Mr. Seward to Mr. Adams.

No. 666.]

Sir: Enclosed is an unsealed letter of the 25th instant, addressed by me to Thomas Bayley Potter, esquire, of Manchester, in reply to a communication from him, as the chairman of a large public meeting then (12th June) recently held in the Free Trade Hall. I will thank you to read my reply, and if you shall see no impropriety in it, to forward it to its address.

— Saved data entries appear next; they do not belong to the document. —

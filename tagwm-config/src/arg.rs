//! Binding arguments.
//!
//! An [`ArgValue`] keeps the integer and float slots independent because an
//! entry may set both, and each action reads only the slot its handler
//! expects. Text and layout references share one slot: a layout reference
//! overrides any text.

use crate::registry::LayoutRef;
use serde::Serialize;

/// The reference slot of an argument.
#[derive(Debug, Clone, PartialEq, Serialize)]
#[serde(rename_all = "lowercase")]
pub enum ArgTarget {
    Text(String),
    Layout(LayoutRef),
}

/// Argument passed to an action when its binding fires.
#[derive(Debug, Clone, PartialEq, Default, Serialize)]
pub struct ArgValue {
    #[serde(skip_serializing_if = "Option::is_none")]
    pub int: Option<i64>,
    #[serde(skip_serializing_if = "Option::is_none")]
    pub float: Option<f32>,
    #[serde(skip_serializing_if = "Option::is_none")]
    pub target: Option<ArgTarget>,
}

impl ArgValue {
    pub const fn empty() -> Self {
        Self {
            int: None,
            float: None,
            target: None,
        }
    }

    pub fn int(value: i64) -> Self {
        Self {
            int: Some(value),
            ..Self::empty()
        }
    }

    pub fn float(value: f32) -> Self {
        Self {
            float: Some(value),
            ..Self::empty()
        }
    }

    pub fn text(value: impl Into<String>) -> Self {
        Self {
            target: Some(ArgTarget::Text(value.into())),
            ..Self::empty()
        }
    }

    pub fn layout(layout: LayoutRef) -> Self {
        Self {
            target: Some(ArgTarget::Layout(layout)),
            ..Self::empty()
        }
    }

    pub fn is_empty(&self) -> bool {
        self.int.is_none() && self.float.is_none() && self.target.is_none()
    }

    pub fn as_int(&self) -> Option<i64> {
        self.int
    }

    pub fn as_float(&self) -> Option<f32> {
        self.float
    }

    pub fn as_text(&self) -> Option<&str> {
        match &self.target {
            Some(ArgTarget::Text(text)) => Some(text),
            _ => None,
        }
    }

    pub fn as_layout(&self) -> Option<LayoutRef> {
        match self.target {
            Some(ArgTarget::Layout(layout)) => Some(layout),
            _ => None,
        }
    }
}

/// The raw argument fields of one binding entry.
#[derive(Debug, Clone, Copy, Default)]
pub struct ArgFields<'a> {
    /// `cmd`
    pub text: Option<&'a str>,
    /// `i`
    pub int: Option<i64>,
    /// `f`
    pub float: Option<f32>,
    /// `layout`
    pub layout: Option<&'a str>,
}

/// Build an [`ArgValue`] from the raw fields.
///
/// A layout name takes the reference slot, otherwise the text does. The
/// integer and float slots are filled whenever their fields are present.
/// Returns the offending name if the layout is not in the registry.
pub fn resolve(fields: &ArgFields<'_>) -> Result<ArgValue, String> {
    let target = match (fields.layout, fields.text) {
        (Some(name), _) => {
            let layout = LayoutRef::from_name(name).ok_or_else(|| name.to_string())?;
            Some(ArgTarget::Layout(layout))
        }
        (None, Some(text)) => Some(ArgTarget::Text(text.to_string())),
        (None, None) => None,
    };

    Ok(ArgValue {
        int: fields.int,
        float: fields.float,
        target,
    })
}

I am, sir, your obedient servant,

WILLIAM H. SEWARD.

Charles Francis Adams, Esq., &c., &c., &c.

Mr. Seward to Mr. Potter.

Sir: I have had the honor to receive from the Reverend Dr. Massie and the Reverend J. H. Ryland your address, in the name of a large public meeting which was recently held at Free Trade Hall, in Manchester, to the President of the United States, together with the papers which constitute the accompaniment of that communication. These papers have been submitted to the President of the United States, and I am charged by him to inform you that he has read them with the most lively satisfaction, and with a profound sense of the obligation which the reverend religious pastors in France and the reverend religious pastors in Great Britain have laid upon the world by their correspondence with each other, and their common address to the Christian ministers and pastors throughout the United States. The proceedings of the meeting at Free Trade Hall, and its address to the President, touchingly and admirably harmonize with the sentiments which pervade the correspondence before mentioned.

The parties in these proceedings will readily understand that the attempted revolution in the United States seriously affects this government and American society itself in many ways which it has not fallen within the province of those parties to examine. While the interests thus naturally and not improperly overlooked in Europe furnish the strongest possible motives to the people of [Page 371] the United States for suppressing the insurrection and maintaining constitutional government received at the hands of their fathers, the President readily accepts and avows as an additional and irresistible motive the suggestion made by friends of our country in Europe, that the success of the insurrection would result in the establishment, for the first time in the history of the human race, of a state based upon the exclusive foundations of African slavery.

I have the honor to be, sir, your very obedient servant,

WILLIAM H. SEWARD.

Mr. Thomas Bayley Potter, Esq., &c., &c., &c.